If people only did what I could think of, programming would be very boring. It took me five or ten minutes to make all those methods available and now they are there if someone needs them.

I can tell you that it has already come in handy. I got a bug report that the line numbers in errors were off, because CSV allows embedded \n characters in fields. To fix it, I overrode IO's lineno() method with correct behavior. This seems very natural and the added bonus is that you can now get a CSV aware line number.

I'm confused about why CSV does this, since it offers the foreach()
method, which normally fills this role.

foreach and readlines are added recently from IO. Now I think it was a
bad choice though...

That makes me sad to hear. foreach() is easily my most used method with CSV and FasterCSV. I like readlines() too.

I still can't think of any good reason not to just follow Ruby's interface as much as is possible and natural. To do anything else forces programmers to adapt their expectations for no reason I can understand.

* I always have to think, "Now do I want the *_line() method or the
*_row() method here..."

Users don't need to use *_line and *_row methods I think. When do you
use generate_line?

I'm pretty sure we want to have our CSV library support data not in files. Am I missing something? Is there a better way to get a CSV string with your library?

* Most methods take a field separator and a row separator, but
foreach() and readlines() only take the row separator.

See IO.foreach and IO.readlines.

That's comparing apples and oranges. IO.foreach() doesn't need to be aware of fields, but CSV.foreach() does. IO.open() doesn't support a field separator or a row separator, but your CSV.open() does because it is needed.

* I have to set a field separator when I really just want to set a row
separator.

csv.rb in svn repository supports pseudo-keyword-like-method-argument
style. I'll merge it ruby's csv repository before the next release.
http://dev.ctor.org/csv/browser/trunk/lib/csv.rb

# I defined keywords :fs and :rs but it should be :col_sep and :row_sep
# in conformity with faster_csv.

:fs and :rs are fine with me. It's consistent with your interface.

Here's a selection of some features from my CHANGELOG that I am not
aware of in CSV:

Thanks. I'll look into this. I hope those features are pluggable into
csv.rb and other modules like DBI, spreadsheet related things, HTML
table formatters, etc. I think some of these features are table
specific, not CSV.

This leads me naturally to the question: is there any good reason to reinvent FasterCSV, when we could just use FasterCSV?

James Edward Gray II

···

On Jun 4, 2006, at 7:55 PM, NAKAMURA, Hiroshi wrote:

Daniel_N1 · 29 May 2006 01:30

Sorri to stray off topic here, but is there any tutorials for FasterCSV?
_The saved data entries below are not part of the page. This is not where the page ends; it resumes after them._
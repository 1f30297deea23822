//! Post-processing of generated text.
//!
//! The steps always run in this order:
//! 1. punctuation substitution
//! 2. word wrap (paragraphs, sentences and words only)
//! 3. HTML paragraph wrap (everything but lists)

use std::sync::LazyLock;

use regex::Regex;

use crate::model::configuration::Configuration;
use crate::model::language::Language;

static BLANK_LINES: LazyLock<Regex> = LazyLock::new(|| Regex::new(r"\n{2,}").expect("valid literal pattern"));

/// Replaces every `,` and `.` with the language's own glyphs, in one pass.
pub fn punctuate(text: &str, language: Language) -> String {
	let (pause, stop) = (language.soft_pause(), language.full_stop());
	text.chars()
		.map(|c| match c {
			',' => pause,
			'.' => stop,
			other => other,
		})
		.collect()
}

/// Reflows every line of `text` so that no line exceeds `width` characters.
///
/// - Existing line breaks and blank lines are kept
/// - Words are packed greedily, separated by one space
/// - A word longer than `width` is cut into `width`-sized pieces
///
/// Running it twice with the same width gives the same text.
pub fn word_wrap(text: &str, width: usize) -> String {
	let width = width.max(1);
	text.split('\n').map(|line| wrap_line(line, width)).collect::<Vec<_>>().join("\n")
}

fn wrap_line(line: &str, width: usize) -> String {
	let mut lines: Vec<String> = Vec::new();
	let mut current = String::new();
	let mut current_len = 0;

	for word in line.split_whitespace() {
		for piece in split_long_word(word, width) {
			let piece_len = piece.chars().count();
			if current_len > 0 && current_len + 1 + piece_len > width {
				lines.push(std::mem::take(&mut current));
				current_len = 0;
			}
			if current_len > 0 {
				current.push(' ');
				current_len += 1;
			}
			current.push_str(piece);
			current_len += piece_len;
		}
	}
	lines.push(current);
	lines.join("\n")
}

/// Cuts `word` on char boundaries into chunks of at most `width` chars.
fn split_long_word(word: &str, width: usize) -> Vec<&str> {
	let mut pieces = Vec::new();
	let mut rest = word;
	while rest.chars().count() > width {
		let cut = rest.char_indices().nth(width).map(|(i, _)| i).unwrap_or(rest.len());
		let (head, tail) = rest.split_at(cut);
		pieces.push(head);
		rest = tail;
	}
	pieces.push(rest);
	pieces
}

/// Encloses `text` in paragraph tags.
///
/// When `split_paragraphs` is set, every blank-line separator becomes a
/// paragraph boundary.
pub fn html_wrap(text: &str, split_paragraphs: bool) -> String {
	let body = if split_paragraphs {
		BLANK_LINES.replace_all(text, "\n</p>\n<p>\n").into_owned()
	} else {
		text.to_owned()
	};
	format!("<p>\n{body}\n</p>")
}

/// Applies every formatting step allowed by `conf` to freshly generated text.
///
/// Links and lists are never wrapped, lists never get paragraph tags.
pub fn finalize(text: &str, conf: &Configuration) -> String {
	let mut text = punctuate(text, conf.unit_language);

	if conf.is_wrapped && conf.unit_type.allows_wrap() {
		text = word_wrap(&text, conf.wrap_width);
	}

	if conf.is_html && conf.unit_type.allows_html() {
		text = html_wrap(&text, conf.unit_type.splits_html_paragraphs());
	}

	text
}

#[cfg(test)]
mod tests {
	use super::*;
	use crate::model::size::UnitType;

	#[test]
	fn punctuation_is_substituted_once() {
		let text = "Lorem, ipsum. Dolor, sit, amet.";
		let out = punctuate(text, Language::SimplifiedChinese);
		assert_eq!(out, "Lorem， ipsum。 Dolor， sit， amet。");
		assert_eq!(out.chars().count(), text.chars().count());
		assert_eq!(punctuate(text, Language::English), text);
	}

	#[test]
	fn japanese_uses_ideographic_comma() {
		assert_eq!(punctuate("a,b.", Language::Japanese), "a、b。");
	}

	#[test]
	fn wrap_respects_width() {
		let text = "lorem ipsum dolor sit amet consectetuer adipiscing elit sed diam nonumy";
		let wrapped = word_wrap(text, 20);
		for line in wrapped.lines() {
			assert!(line.chars().count() <= 20, "{line}");
		}
		assert_eq!(wrapped.split_whitespace().collect::<Vec<_>>(), text.split_whitespace().collect::<Vec<_>>());
	}

	#[test]
	fn wrap_is_idempotent() {
		let text = "Lorem ipsum dolor sit amet.\n\nConsectetuer adipiscing elit, sed diam nonumy eirmod tempor.";
		for width in [5, 12, 30, 80] {
			let once = word_wrap(text, width);
			assert_eq!(word_wrap(&once, width), once);
		}
	}

	#[test]
	fn wrap_keeps_blank_lines() {
		assert_eq!(word_wrap("a b\n\nc d", 80), "a b\n\nc d");
	}

	#[test]
	fn wrap_cuts_unspaced_text() {
		assert_eq!(word_wrap("的一是在不了有和", 3), "的一是\n在不了\n有和");
	}

	#[test]
	fn html_wrap_splits_on_blank_lines() {
		assert_eq!(html_wrap("a\n\n\nb", true), "<p>\na\n</p>\n<p>\nb\n</p>");
		assert_eq!(html_wrap("a\n\nb", false), "<p>\na\n\nb\n</p>");
	}

	#[test]
	fn lists_are_never_wrapped_nor_tagged() {
		let conf = Configuration {
			unit_type: UnitType::OrderedList,
			is_wrapped: true,
			wrap_width: 3,
			is_html: true,
			..Configuration::default()
		};
		let list = "<ol>\n<li>\nlorem ipsum dolor\n</li>\n</ol>";
		assert_eq!(finalize(list, &conf), list);
	}

	#[test]
	fn links_get_outer_paragraph_but_no_wrap() {
		let conf = Configuration {
			unit_type: UnitType::Link,
			is_wrapped: true,
			wrap_width: 3,
			is_html: true,
			..Configuration::default()
		};
		let link = "<a href=\"x\">\nlorem ipsum\n</a>";
		assert_eq!(finalize(link, &conf), format!("<p>\n{link}\n</p>"));
	}

	#[test]
	fn steps_run_in_order() {
		let conf = Configuration {
			unit_type: UnitType::Paragraph,
			is_wrapped: true,
			wrap_width: 10,
			is_html: true,
			..Configuration::default()
		};
		let out = finalize("Lorem ipsum dolor.\n\nSit amet.", &conf);
		assert_eq!(out, "<p>\nLorem\nipsum\ndolor.\n</p>\n<p>\nSit amet.\n</p>");
	}
}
I could not find one from Mr Google and I would like to use it for a small
project I'm working on.

Thanx
Dan

···

On 5/28/06, James Edward Gray II <james@grayproductions.net> wrote:

On May 27, 2006, at 9:09 PM, NAKAMURA, Hiroshi wrote:

>>> Just replace csv.rb with faster_csv.rb.
>>
>> I just don't want to break a lot of software.
>
> I understand that it's a compensation of speed.

Only if you go through that interface. The FasterCSV interface is
still quite quick.

Let me rethink it a little. It was optimized for developer
productivity when I built it. I might be able to do better looking
at it from the idea of easy transitioning for the users.

Of course, I handle open() quite differently, so we're going to have
problems merging both models of that method in the CSV class. Hmm...

James Edward Gray II

NAKAMURA_Hiroshi4 · 6 June 2006 01:42

Hi,

James Edward Gray II wrote:

That's why we have foreach(). Better to use that and gain all the
familiarity of Ruby programmers who are use to things working that way.

I still can't think of any good reason not to just follow Ruby's
interface as much as is possible and natural. To do anything else
forces programmers to adapt their expectations for no reason I can
understand.

I think I still have not been able to explain well what's the difference
of our viewpoint I think. You think a CSV object is an IO. But I don't
think so and I defined Writer and Reader in csv.rb. It's not 'natural'
not be added.

I feel a sentence "Comma Separated Value is an IO" strange. What do you
think about it? FasterCSV should be CSVIO or CSV::IO, no?

I know you are considering that IO-ish methods are important. But I
don't think CSV object should handle IO methods like fcntl, fileno,
seek, tell, tty?, and so on. Would you please tell me typical and
pragmatic examples of reader style, except 'each'?

If people only did what I could think of, programming would be very
boring. It took me five or ten minutes to make all those methods
available and now they are there if someone needs them.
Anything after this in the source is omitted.